Pattaya Thailand is a booming beach resort city with a population of 107’000 situated on the coast of Chonburi Province with a reputation as being a much sought after destination for those active or seeking a sex tourism experience. Prostitution is technically illegal across Thailand though the rules are bent in many cases, Pattaya plays home to literally dozens if not hundreds of massage parlours and gogo bars etc, including the infamous ‘Walking Street’, notorious among Western tourists as the place to find a taste of local action at the right price, while also being at the centre of Asia’s largest Gay & LGBT scene not to mention providing hideaway location for ‘x’ amount of foreigners engaged in organized crime, gang related disputes extremely commonplace and tourists advised to watch their backs in regard to regular petty crime/street crime etc
In a tourist bar heaving with young, local girls, Dan, an undercover rescue worker surveys the situation expertly rubbing shoulders with ‘sex tourist’ patrons and getting in on the gossip of the day. “It’s a rough industry” Dan says, a man who has seen the worst that Thailand has to offer and elected to do something positive about it through rescue work targeting blatantly illegal activity while seeking to protect and or extract the most vulnerable members of the sex industry, that is the underage girls and human trafficking victims. Statistics point to Australian men as comprising the worst offenders when it comes to general sex tourism around Asia with German men a close second. The difficulty for the rescue work group is that ethics aside in most cases these men are not breaking the law but merely exploiting it to their own advantage. The law breakers may be hidden far behind the scenes, the masage parlour owners, local mafia people, human traffickers? The mentality is small gains, one day at a time, one rescue at a time. A battle fought without weapons.
Ironically it is not only the sex workers who suffer the kind of pyschological traumas that go hand in hand with selling your body for a price. Dan speaks with many men who report mild, nagging or severe guilt issues as the Karma catches up with them and this Karma is a powerful thing. The cheap cocktail of guilt and regret oozing from their pores like a cold sweat, the stories of failed relationships and broken marriages flowing like no-name brand wine. “Do you think after we die we will have to pay for all of these bad things we have done?” a lonely punter ponders, sadness and emptiness etched into his very features.

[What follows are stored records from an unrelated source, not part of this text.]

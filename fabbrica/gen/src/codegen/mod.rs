//! Declaration synthesizers.
//!
//! Each submodule builds one kind of declaration for one entity from a
//! [`Template`](crate::template::Template) plus bindings computed from the
//! schema. Every synthesizer returns a [`Declaration`], which records the
//! identifiers it introduces and references so the assembler (and the tests)
//! can check that sibling declarations agree.
//!
//! ## Submodules
//!
//! - [`header`] - Imports and the factory registry shared by every entity
//! - [`scalar_fields`] - `{E}ScalarOrEnumFields` type alias
//! - [`define_input`] - `{E}FactoryDefineInput` type alias
//! - [`define_options`] - `{E}FactoryDefineOptions` type alias
//! - [`auto_generate`] - `autoGenerate{E}ScalarsOrEnums` function
//! - [`define_factory`] - `define{E}Factory` function
//! - [`registration`] - `defineFnMap.set(...)` statement
//!
//! ## Generation Flow
//!
//! 1. [`EntityContext::resolve`] pairs an entity with its create input type
//! 2. The five per-entity synthesizers run in declaration order
//! 3. [`registration`] adds the entity to the registry
//!
//! See [`crate::output`] for assembly into a file.

pub mod auto_generate;
pub mod define_factory;
pub mod define_input;
pub mod define_options;
pub mod header;
pub mod registration;
pub mod scalar_fields;

pub use auto_generate::generate_auto_generate_function;
pub use define_factory::generate_define_factory_function;
pub use define_input::generate_define_input_type;
pub use define_options::generate_define_options_type;
pub use header::{HeaderModules, generate_header};
pub use registration::generate_registration;
pub use scalar_fields::generate_scalar_fields_type;

use fabbrica_define::{Document, InputType, Model, create_input_name};
use proc_macro2::TokenStream;
use quote::{ToTokens, quote};
use strum::Display;

use crate::errors::GeneratorError;
use crate::naming::{EntityNames, to_ident};
use crate::template::Fragment;

/// Namespace the client exports its generated types under.
pub const CLIENT_NAMESPACE: &str = "Prisma";

/// What a generated declaration declares.
#[derive(Debug, Clone, Copy, PartialEq, Eq, Display)]
pub enum DeclarationKind {
    TypeAlias,
    Function,
    /// Anything else: imports, registry bindings, registration calls.
    Statement,
}

/// A synthesized top-level declaration.
#[derive(Debug, Clone)]
pub struct Declaration {
    kind: DeclarationKind,
    introduces: Vec<String>,
    references: Vec<String>,
    fragment: Fragment,
}

impl Declaration {
    pub fn new(kind: DeclarationKind, fragment: Fragment) -> Self {
        Self {
            kind,
            introduces: Vec::new(),
            references: Vec::new(),
            fragment,
        }
    }

    pub fn introducing(mut self, name: impl Into<String>) -> Self {
        self.introduces.push(name.into());
        self
    }

    pub fn referencing(mut self, name: impl Into<String>) -> Self {
        self.references.push(name.into());
        self
    }

    pub fn kind(&self) -> DeclarationKind {
        self.kind
    }

    /// Identifiers declared at file scope by this declaration.
    pub fn introduces(&self) -> &[String] {
        &self.introduces
    }

    /// File-scope identifiers this declaration relies on.
    pub fn references(&self) -> &[String] {
        &self.references
    }

    pub fn fragment(&self) -> &Fragment {
        &self.fragment
    }

    pub fn into_fragment(self) -> Fragment {
        self.fragment
    }

    /// Whether `name` occurs as an identifier in the declaration's tree.
    pub fn contains_ident(&self, name: &str) -> bool {
        self.fragment.contains_ident(name)
    }

    pub fn tokens(&self) -> &TokenStream {
        self.fragment.tokens()
    }
}

/// Builds one `name: type;` member of a type literal, `name?: type;` when
/// `optional`.
pub(crate) fn property_signature(
    name: &str,
    optional: bool,
    ty: impl ToTokens,
    context: &str,
) -> Result<TokenStream, GeneratorError> {
    let ident = to_ident(name, context)?;
    Ok(if optional {
        quote!(#ident?: #ty;)
    } else {
        quote!(#ident: #ty;)
    })
}

/// An entity paired with its create input type.
#[derive(Debug, Clone)]
pub struct EntityContext<'a> {
    pub model: &'a Model,
    pub input_type: &'a InputType,
    pub names: EntityNames,
}

impl<'a> EntityContext<'a> {
    /// Looks up `{Model}CreateInput` for `model`.
    ///
    /// ## Errors
    ///
    /// - `GeneratorError::InvalidIdentifier` if the model name cannot be emitted
    /// - `GeneratorError::InputTypeNotFound` if the create input type is missing
    pub fn resolve(document: &'a Document, model: &'a Model) -> Result<Self, GeneratorError> {
        to_ident(&model.name, "model name")?;

        let input_type = document
            .find_create_input_type(&model.name)
            .ok_or_else(|| GeneratorError::InputTypeNotFound {
                model: model.name.clone(),
                input_type: create_input_name(&model.name),
            })?;

        Ok(Self {
            model,
            input_type,
            names: EntityNames::new(&model.name),
        })
    }
}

For rescue worker Dan, he admits he can see both sides of the problem. “When we first meet them (the girls) they hate themselves, these girls were raped and abused and now they feel that’s all they’re worth”, he adds “Men pay for sex and then they leave, they don’t journey with the girl, they don’t see her crying in her room, they don’t see the side I see after a rescue’. In reality there could be hundreds maybe thousands of girls across the country who would benefit from an intervention or rescue action, there will always be a number who don’t want to be helped, perhaps out of a fear of having no other way to support themselves or simply as a result of knowing no other form of existence and this comprises part of Dan’s challenge, to re-inject lost hope and lost pride where it is desperately needed.
Surprisingly or unsurprisingly depending how you look at it, sex workers are not the only ones caught in a dark place. Reports of western men committing suicide are not uncommon, jumping from hotel balconies in what has become known as “The Pattaya Plunge”, the burden of guilt and hopelessness too heavy to bear hence the appearance of support groups like the MST Project and Night Light International. Dan believes with more backing these groups could help to make a difference, to help sex tourists by reducing the damage they do both to themselves and to the disadvantaged women they choose to exploit. Late January to early February is Chinese New Year, one of the busiest times on the Pattaya calendar, closely followed by the April Songkran festival or Wan Lai as it is locally known and in mid-May the Miss Tiffany Universe four-day Pageant where transgender and transsexual contestants from across Asia compete for place awards live on Thai national television receiving audiences of up to 15 million.
In addition to the Australian and German contingent there is a new group in town sampling the local wares, middle-eastern men from such places as Kuwait, Oman and The Emirates have been arriving to Thailand in their droves to escape the repressive regimes back home and let their hair down without any fears of offending their peers. In the sex capital of ‘Walking Street’ 29-year old Fahad says “Thailand is very different to Kuwait, in Kuwait we cannot even look at a woman without suffering consequences, here we can behave like young men!” The global black market database ‘Havocscope’ suggests that Thailand has an approximate total of 250’000 sex workers bringing in $6.4 billion annually- around 10% of national GDP. Some local NGO’S estimate the figure at closer to 2million sex workers operating in the country. In Bangkok some say out of all those men exploiting the sex industry only 5% are westerners or foreigners, the other 90% + being Thai businessmen, Thai retirees and Thai military or ex-military personnel which puts an interesting spin on the rescue work mission. At the end of the day it is about protecting and or standing up for the rights of a minority group and rescue worker Dan has no regrets about leaving behind a comfortable life in Australia to fight a different type of battle in and around the sun-bleached shores of Pattaya.